Mostly, he wakes only for a few moments. The moment I provide comfort in the form of his pacifier, he's instantly asleep. Even right now, when I suspect he's going through a 9-month sleep regression period. I find him crying and rocking on all fours, while still seemingly asleep. I pop in a suce and wham, he face plants into the mattress and goes back to sleep. 


Unlike "sleep problem" babies (as defined in all those stupid books I've read), baby-boy has absolutely no trouble falling asleep. And even the "staying asleep" isn't really an issue, since it takes less than 5 seconds usually to get him to go back. It's just that I've got to get up for those 5 seconds to night-time-parent him.


I'm fervently against any kind of sleep training that requires him to cry-it-out. From the beginning I was uncomfortable with this notion. We once tried to wean him off his pacifier that way. I lasted 20 minutes, during which time, his cries went from mild complaints to an absolute shit-fit. To the point where I thought he was going to do his brain some damage, and I was going to leave him with permanent emotional scars. That was the last time I considered any kind of crying-it-out. When he's old enough to understand will be soon enough to wean him off a pacifier (that, by the way, he only uses to help him get to sleep and then spits out).
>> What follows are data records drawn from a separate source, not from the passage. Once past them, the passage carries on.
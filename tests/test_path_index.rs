//! Integration tests for the precomputed path index.
//!
//! Tests cover:
//! - minimum-latency selection over materialized Paths
//! - deterministic tie-breaks by insertion order
//! - unmeasured rows losing to measured ones
//! - EPE lookups per metric collection and their addressing rules

use std::sync::Arc;

use netpath_topology_sdk::schema::{EpeMetric, EpePath, PathRecord};
use netpath_topology_sdk::{MemoryStore, PathIndex, TopologyError};

fn path(source: &str, stack: &str, destination: &str, latency: Option<u64>) -> PathRecord {
    PathRecord {
        source: source.to_string(),
        destination: destination.to_string(),
        label_path: stack.to_string(),
        path: vec![],
        latency,
    }
}

fn epe(source: &str, destination: &str, stack: &str, metric: Option<u64>) -> EpePath {
    EpePath {
        key: String::new(),
        source: source.to_string(),
        destination: destination.to_string(),
        label_path: stack.to_string(),
        metric,
    }
}

#[tokio::test]
async fn best_path_selects_minimum_latency() {
    let store = MemoryStore::new();
    store.upsert_path(path("10.1.2.1", "24001_68", "10.11.0.0_24", Some(30)));
    store.upsert_path(path("10.1.2.1", "24002_68", "10.11.0.0_24", Some(12)));
    store.upsert_path(path("10.1.2.1", "24003_68", "10.11.0.0_24", Some(45)));
    // different destination never competes
    store.upsert_path(path("10.1.2.1", "24004_68", "10.12.0.0_24", Some(1)));

    let index = PathIndex::new(Arc::new(store));
    let best = index.best_path("10.1.2.1", "10.11.0.0_24").await.unwrap().unwrap();
    assert_eq!(best.label_stack, vec!["24002", "68"]);
    assert_eq!(best.latency, Some(12));
}

#[tokio::test]
async fn best_path_normalizes_cidr_destination() {
    let store = MemoryStore::new();
    store.upsert_path(path("10.1.2.1", "24001_68", "10.11.0.0_24", Some(30)));

    let index = PathIndex::new(Arc::new(store));
    let best = index.best_path("10.1.2.1", "10.11.0.0/24").await.unwrap();
    assert!(best.is_some());
}

#[tokio::test]
async fn ties_resolve_to_first_inserted_row_every_time() {
    let store = MemoryStore::new();
    store.upsert_path(path("s", "1_2", "d", Some(10)));
    store.upsert_path(path("s", "3_4", "d", Some(10)));
    store.upsert_path(path("s", "5_6", "d", Some(10)));

    let index = PathIndex::new(Arc::new(store));
    let first = index.best_path("s", "d").await.unwrap().unwrap();
    for _ in 0..10 {
        let again = index.best_path("s", "d").await.unwrap().unwrap();
        assert_eq!(again.key, first.key);
    }
    assert_eq!(first.label_stack, vec!["1", "2"]);
}

#[tokio::test]
async fn unmeasured_paths_lose_to_measured_ones() {
    let store = MemoryStore::new();
    store.upsert_path(path("s", "1_2", "d", None));
    store.upsert_path(path("s", "3_4", "d", Some(500)));

    let index = PathIndex::new(Arc::new(store));
    let best = index.best_path("s", "d").await.unwrap().unwrap();
    assert_eq!(best.latency, Some(500));
}

#[tokio::test]
async fn missing_rows_are_an_empty_result() {
    let index = PathIndex::new(Arc::new(MemoryStore::new()));
    assert!(index.best_path("s", "d").await.unwrap().is_none());
    assert!(index
        .best_epe_path(None, "10.11.0.0_24", EpeMetric::Bandwidth)
        .await
        .unwrap()
        .is_none());
}

#[tokio::test]
async fn epe_latency_is_source_and_destination_keyed() {
    let store = MemoryStore::new();
    store.insert_epe_path(EpeMetric::Latency, epe("10.1.2.1", "10.11.0.0_24", "24001_68", Some(20)));
    store.insert_epe_path(EpeMetric::Latency, epe("10.1.2.1", "10.11.0.0_24", "24002_68", Some(8)));
    store.insert_epe_path(EpeMetric::Latency, epe("10.9.9.9", "10.11.0.0_24", "24003_68", Some(1)));

    let index = PathIndex::new(Arc::new(store));
    let best = index
        .best_epe_path(Some("10.1.2.1"), "10.11.0.0_24", EpeMetric::Latency)
        .await
        .unwrap()
        .unwrap();
    // the other source's faster path never competes
    assert_eq!(best.label_stack, vec!["24002", "68"]);

    let err = index
        .best_epe_path(None, "10.11.0.0_24", EpeMetric::Latency)
        .await
        .unwrap_err();
    assert!(matches!(err, TopologyError::InvalidArgument(_)));
}

#[tokio::test]
async fn epe_bandwidth_collections_are_destination_keyed() {
    let store = MemoryStore::new();
    store.insert_epe_path(
        EpeMetric::Bandwidth,
        epe("10.1.2.1", "10.11.0.0_24", "24001_68", Some(9_000)),
    );
    store.insert_epe_path(
        EpeMetric::Bandwidth,
        epe("10.9.9.9", "10.11.0.0_24", "24002_68", Some(4_000)),
    );
    // the OpenConfig collection is independent
    store.insert_epe_path(
        EpeMetric::BandwidthOpenConfig,
        epe("10.1.2.1", "10.11.0.0_24", "24003_68", Some(1)),
    );

    let index = PathIndex::new(Arc::new(store));
    let best = index
        .best_epe_path(None, "10.11.0.0_24", EpeMetric::Bandwidth)
        .await
        .unwrap()
        .unwrap();
    // lowest stored bandwidth-cost wins regardless of source
    assert_eq!(best.label_stack, vec!["24002", "68"]);

    let oc = index
        .best_epe_path(None, "10.11.0.0_24", EpeMetric::BandwidthOpenConfig)
        .await
        .unwrap()
        .unwrap();
    assert_eq!(oc.label_stack, vec!["24003", "68"]);
}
So while I was on vacation in Europe, I looked for books that didn't involve crying-it-out. I found two. A well-known one by Dr. Sears (Nighttime Parenting), and one by a less well known Australian woman named Pinky McKay (Sleeping Like a Baby). Both talk about how unrealistic it is to expect babies to sleep 12 hour stretches. Especially breast-fed babies who digest their meals at least twice as fast as bottle fed babies. Both also talk about how the "controlled crying" method is really not good for babies: it breaks an important bond of trust and comfort, causing many long-term problems later on, in the favor for a short term fix for the parent - not the baby necessarily ... it's normal for babies to wake every 90 minutes as a natural part of the sleep cycle.
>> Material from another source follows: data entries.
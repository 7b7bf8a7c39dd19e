//! WebSocket connection handler
//!
//! Handles individual connections: WebSocket handshake on the configured
//! path, frame parsing, and bidirectional communication with the Router.

use std::sync::Arc;

use futures_util::{SinkExt, StreamExt};
use tokio::net::TcpStream;
use tokio::sync::mpsc;
use tokio_tungstenite::tungstenite::handshake::server::{ErrorResponse, Request, Response};
use tokio_tungstenite::tungstenite::http::StatusCode;
use tokio_tungstenite::tungstenite::Message;
use tracing::{debug, error, info, warn};

use crate::config::ServerConfig;
use crate::error::AppError;
use crate::message::{payload_from_frame, Envelope, INVALID_JSON};
use crate::router::RouterHandle;
use crate::types::ConnectionId;

/// Handle a new TCP connection
///
/// Performs the WebSocket handshake, queues the welcome, registers with the
/// Router, and pumps frames in both directions until either side closes.
pub async fn handle_connection(
    stream: TcpStream,
    router: RouterHandle,
    config: Arc<ServerConfig>,
) -> Result<(), AppError> {
    let peer_addr = stream
        .peer_addr()
        .map(|a| a.to_string())
        .unwrap_or_else(|_| "unknown".to_string());

    debug!("New TCP connection from {}", peer_addr);

    // WebSocket handshake, only on the configured path
    let expected_path = config.path.clone();
    let check_path = move |req: &Request, resp: Response| -> Result<Response, ErrorResponse> {
        if req.uri().path() == expected_path {
            Ok(resp)
        } else {
            let mut err = ErrorResponse::new(Some("Not Found".to_string()));
            *err.status_mut() = StatusCode::NOT_FOUND;
            Err(err)
        }
    };
    let ws_stream = tokio_tungstenite::accept_hdr_async(stream, check_path).await?;
    let (mut ws_sender, mut ws_receiver) = ws_stream.split();

    let connection_id = ConnectionId::new();
    info!("Connection {} opened from {}", connection_id, peer_addr);

    // Channel for router -> socket envelopes
    let (msg_tx, mut msg_rx) = mpsc::channel::<Envelope>(config.connection_buffer);

    // Welcome goes out before any inbound frame is read
    msg_tx
        .send(Envelope::connected())
        .await
        .map_err(|_| AppError::ChannelSend)?;

    // Register with Router; every later envelope to this connection comes from it
    if router.connect(connection_id, msg_tx).await.is_err() {
        error!(
            "Failed to register connection {} - router closed",
            connection_id
        );
        return Err(AppError::ChannelSend);
    }

    let router_read = router.clone();

    // Spawn read task (WebSocket -> Router)
    let mut read_task = tokio::spawn(async move {
        while let Some(msg_result) = ws_receiver.next().await {
            let frame = match msg_result {
                Ok(Message::Text(text)) => text.as_bytes().to_vec(),
                Ok(Message::Binary(data)) => data.to_vec(),
                Ok(Message::Close(_)) => {
                    debug!("Connection {} sent close frame", connection_id);
                    break;
                }
                Ok(Message::Ping(_)) | Ok(Message::Pong(_)) | Ok(Message::Frame(_)) => {
                    // Pong replies are handled by tungstenite
                    continue;
                }
                Err(e) => {
                    error!("WebSocket error for {}: {}", connection_id, e);
                    break;
                }
            };

            match payload_from_frame(&frame) {
                Ok(payload) => {
                    if router_read.relay(connection_id, payload).await.is_err() {
                        debug!("Router closed, ending read task for {}", connection_id);
                        break;
                    }
                }
                Err(e) => {
                    warn!("Invalid JSON from {}: {}", connection_id, e);
                    if router_read.reject(connection_id, INVALID_JSON).await.is_err() {
                        debug!("Router closed, ending read task for {}", connection_id);
                        break;
                    }
                }
            }
        }
        debug!("Read task ended for {}", connection_id);
    });

    // Spawn write task (Envelope -> WebSocket)
    let mut write_task = tokio::spawn(async move {
        while let Some(envelope) = msg_rx.recv().await {
            match envelope.to_json() {
                Ok(json) => {
                    if ws_sender.send(Message::Text(json.into())).await.is_err() {
                        debug!("WebSocket send failed, ending write task");
                        break;
                    }
                }
                Err(e) => {
                    error!("Failed to serialize envelope: {}", e);
                    // Continue - don't break on serialization errors
                }
            }
        }
        debug!("Write task ended for {}", connection_id);

        // Send close frame when done
        let _ = ws_sender.close().await;
    });

    // Wait for either task to complete
    tokio::select! {
        _ = &mut read_task => {
            debug!("Read task completed for {}", connection_id);
        }
        _ = &mut write_task => {
            debug!("Write task completed for {}", connection_id);
            read_task.abort();
        }
    }

    // Dropping the Router's sender lets the write task drain and close
    let _ = router.disconnect(connection_id).await;

    info!("Connection {} closed", connection_id);

    Ok(())
}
Long story short. Their advice is basically to manage your nights and "parent" your way through them as you would your days. So I've mentally and emotionally accepted that this will be the way things are for a while. Of course, I try different things to help him learn to sleep a little longer, so long as it doesn't stress him out. I now use a rain sound (thanks to a gift from a friend), and this seems to help him go to sleep very quickly, and is also helping him stay asleep longer for naps. As an added bonus, the near-white-noise (via the baby monitor) is also helpful me to go to sleep! 
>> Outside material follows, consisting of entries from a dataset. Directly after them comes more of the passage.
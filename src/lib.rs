//! WebSocket Relay Library
//!
//! A real-time messaging layer built with tokio-tungstenite: a server that
//! echoes and broadcasts JSON envelopes among connected clients, and a
//! client that reconnects with exponential backoff.
//!
//! # Features
//! - WebSocket endpoint on a fixed path (default `/ws`)
//! - Welcome envelope on connect
//! - Broadcast of every valid message to all other open connections
//! - Echo back to the sender
//! - `error` envelope for frames that aren't valid JSON
//! - External `broadcast` hook for collaborators
//! - Client with reconnect backoff + jitter, outbound queue, typed handlers
//!
//! # Architecture
//! Uses the Actor pattern with `mpsc` channels:
//! - `Router` is the server-side actor owning the connection registry
//! - Each connection has a `handler` task communicating with the Router
//! - `WsClient` is a handle to a client actor driving the `Automaton`
//! - No locks needed - all state access goes through message passing
//!
//! # Example
//! ```ignore
//! use serde_json::json;
//! use ws_relay::{Envelope, Server, ServerConfig};
//!
//! #[tokio::main]
//! async fn main() -> Result<(), ws_relay::AppError> {
//!     let server = Server::bind(ServerConfig::default()).await?;
//!     let router = server.router();
//!
//!     // Collaborators notify every client through the router handle
//!     tokio::spawn(async move {
//!         let _ = router
//!             .broadcast(Envelope::application("gallery_item_added", json!({"id": 1})))
//!             .await;
//!     });
//!
//!     server.run_until_ctrl_c().await
//! }
//! ```

pub mod cli;
pub mod client;
pub mod config;
pub mod connection;
pub mod error;
pub mod handler;
pub mod message;
pub mod registry;
pub mod router;
pub mod server;
pub mod types;

// Re-export main types for convenience
pub use client::{ConnectionState, WsClient};
pub use config::{ClientConfig, ServerConfig};
pub use connection::Connection;
pub use error::{AppError, ClientError, SendError};
pub use handler::handle_connection;
pub use message::{Body, Envelope};
pub use registry::ConnectionRegistry;
pub use router::{Router, RouterCommand, RouterHandle};
pub use server::Server;
pub use types::ConnectionId;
So here I am. Somewhat sleep deprived and exhausted, but coping by taking naps when the baby naps. Having gotten zero work done in weeks, because of a super-active baby who has learned to sit, crawl, stand up and cruise all within a 3 week time span. And having bought a house, that we need to move into next week. That means lots of packing (I started 10 days ago and still have a fair way to go). And lots of selling and clearing out of stuff. And lots of paperwork. A perfect time for the immigration people to contact us and let us know it's time to do our medical checks and fill in more paperwork. And for journal deadline to revise one of my papers. And for a new Masters student to be brought under my wing. Etc.


When it rains, it pours. Or should I say when it snows, it storms. So please forgive my lack of blogging. I'll try to be a bit more regular.